Non, l'allaitement ne va pas priver le foetus de nutriments indispensables. Une femme qui se nourrit correctement n'aura pas de mal à répondre aux besoins à la fois du foetus et de l'enfant allaité. Il lui faut simplement s'assurer qu'elle prend du poids normalement, ajoute des aliments nutritifs à son alimentation et se repose suffisamment.
Dans une étude faite au Guatemala (1) sur les suppléments nutritionnels, la moitié des femmes participantes se sont retrouvées enceintes alors qu'elles allaitaient encore.
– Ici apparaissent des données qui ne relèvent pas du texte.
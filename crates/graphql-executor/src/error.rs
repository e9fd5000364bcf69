use std::{fmt, sync::Arc};

use async_graphql_parser::Pos;

use crate::response::ResponsePath;

pub type ResolverResult<T> = Result<T, ResolverError>;

/// Rewrites errors before they are placed in the response envelope.
pub type ErrorPresenter = Arc<dyn Fn(QueryError) -> QueryError + Send + Sync>;

/// A `{ line, column }` pair pointing into the query document.
#[derive(Debug, Clone, Copy, PartialEq, Eq, serde::Serialize)]
pub struct Location {
    pub line: usize,
    pub column: usize,
}

impl From<Pos> for Location {
    fn from(pos: Pos) -> Self {
        Location {
            line: pos.line,
            column: pos.column,
        }
    }
}

/// A runtime, per-field error reported next to the partial data.
#[derive(Clone, Debug, serde::Serialize)]
pub struct QueryError {
    pub message: String,
    #[serde(skip_serializing_if = "Vec::is_empty")]
    pub locations: Vec<Location>,
    #[serde(skip_serializing_if = "ResponsePath::is_empty")]
    pub path: ResponsePath,
    #[serde(skip_serializing_if = "serde_json::Map::is_empty")]
    pub extensions: serde_json::Map<String, serde_json::Value>,
    /// Underlying failure, for server side observers only.
    #[serde(skip)]
    pub source: Option<Arc<dyn std::error::Error + Send + Sync>>,
}

impl QueryError {
    pub fn new(message: impl Into<String>) -> Self {
        QueryError {
            message: message.into(),
            locations: Vec::new(),
            path: ResponsePath::empty(),
            extensions: serde_json::Map::new(),
            source: None,
        }
    }

    #[must_use]
    pub fn with_path(mut self, path: ResponsePath) -> Self {
        self.path = path;
        self
    }

    #[must_use]
    pub fn with_location(mut self, location: impl Into<Location>) -> Self {
        self.locations.push(location.into());
        self
    }

    #[must_use]
    pub fn with_locations(mut self, locations: impl IntoIterator<Item = Location>) -> Self {
        self.locations.extend(locations);
        self
    }

    #[must_use]
    pub fn with_extension(mut self, key: impl Into<String>, value: impl Into<serde_json::Value>) -> Self {
        self.extensions.insert(key.into(), value.into());
        self
    }

    #[must_use]
    pub fn with_source(mut self, source: Arc<dyn std::error::Error + Send + Sync>) -> Self {
        self.source = Some(source);
        self
    }
}

impl fmt::Display for QueryError {
    fn fmt(&self, f: &mut fmt::Formatter<'_>) -> fmt::Result {
        if self.path.is_empty() {
            f.write_str(&self.message)
        } else {
            write!(f, "{} (at {})", self.message, self.path)
        }
    }
}

impl std::error::Error for QueryError {
    fn source(&self) -> Option<&(dyn std::error::Error + 'static)> {
        self.source
            .as_deref()
            .map(|source| source as &(dyn std::error::Error + 'static))
    }
}

/// Error returned by user bindings: methods, resolvers and entity resolvers.
///
/// Anything implementing `Display` converts into it, so `?` works on most error types.
/// It deliberately does not implement `Display` itself.
#[derive(Clone, Debug)]
pub struct ResolverError {
    pub message: String,
    pub extensions: serde_json::Map<String, serde_json::Value>,
    pub source: Option<Arc<dyn std::error::Error + Send + Sync>>,
}

impl ResolverError {
    pub fn new(message: impl Into<String>) -> Self {
        ResolverError {
            message: message.into(),
            extensions: serde_json::Map::new(),
            source: None,
        }
    }

    /// Keeps the original error around as the source of the resulting `QueryError`.
    pub fn from_error(error: impl std::error::Error + Send + Sync + 'static) -> Self {
        ResolverError {
            message: error.to_string(),
            extensions: serde_json::Map::new(),
            source: Some(Arc::new(error)),
        }
    }

    #[must_use]
    pub fn with_extension(mut self, key: impl Into<String>, value: impl Into<serde_json::Value>) -> Self {
        self.extensions.insert(key.into(), value.into());
        self
    }

    pub(crate) fn into_query_error(self, path: ResponsePath, locations: &[Location]) -> QueryError {
        QueryError {
            message: self.message,
            locations: locations.to_vec(),
            path,
            extensions: self.extensions,
            source: self.source,
        }
    }
}

impl<T: fmt::Display + Send + Sync + 'static> From<T> for ResolverError {
    fn from(error: T) -> Self {
        ResolverError::new(error.to_string())
    }
}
La poursuite de l'allaitement n'a pas affecté la croissance du foetus.
Non, le lait ne devient pas mauvais pour l'enfant allaité. C'est malheureusement une idée répandue dans beaucoup d'endroits, où il est tabou d'allaiter pendant la grossesse, pendant les règles (ou dès que la femme a son retour de couches), comme il est tabou de donner le colostrum (2).
Certes la quantité de lait baisse quelque peu, en général au cours des derniers mois de la grossesse, et se transforme alors en colostrum, qui aura un léger effet laxatif sur l'enfant. Mais il est vraisemblable que celui-ci aura alors également une alimentation solide, et ne dépendra pas exclusivement du lait maternel (3).
En tout cas, l'Organisation mondiale de la santé estime qu'il est "certainement préférable d'améliorer le régime de la mère avec des aliments facilement disponibles que d'interrompre l'allaitement à cause d'une nouvelle grossesse, surtout les endroits où l'on n'est pas assuré de trouver des aliments de sevrage appropriés" (4).
Non, le risque de fausse-couche ou d'accouchement prématuré n'augmente pas si l'on allaite pendant la grossesse. Bien que l'on manque d'études scientifiques sur le sujet, les années d'expérience ont permis au Comité médical consultatif de La Leche League International d'affirmer que les contractions éventuellement induites par l'allaitement ne risquent pas de provoquer de fausse-couche ou d'accouchement prématuré.
En fait les vrais problèmes ne sont pas là où on les attendrait. Ils sont dûs aux sensations physiques et aux sentiments que la poursuite de l'allaitement va susciter chez la mère.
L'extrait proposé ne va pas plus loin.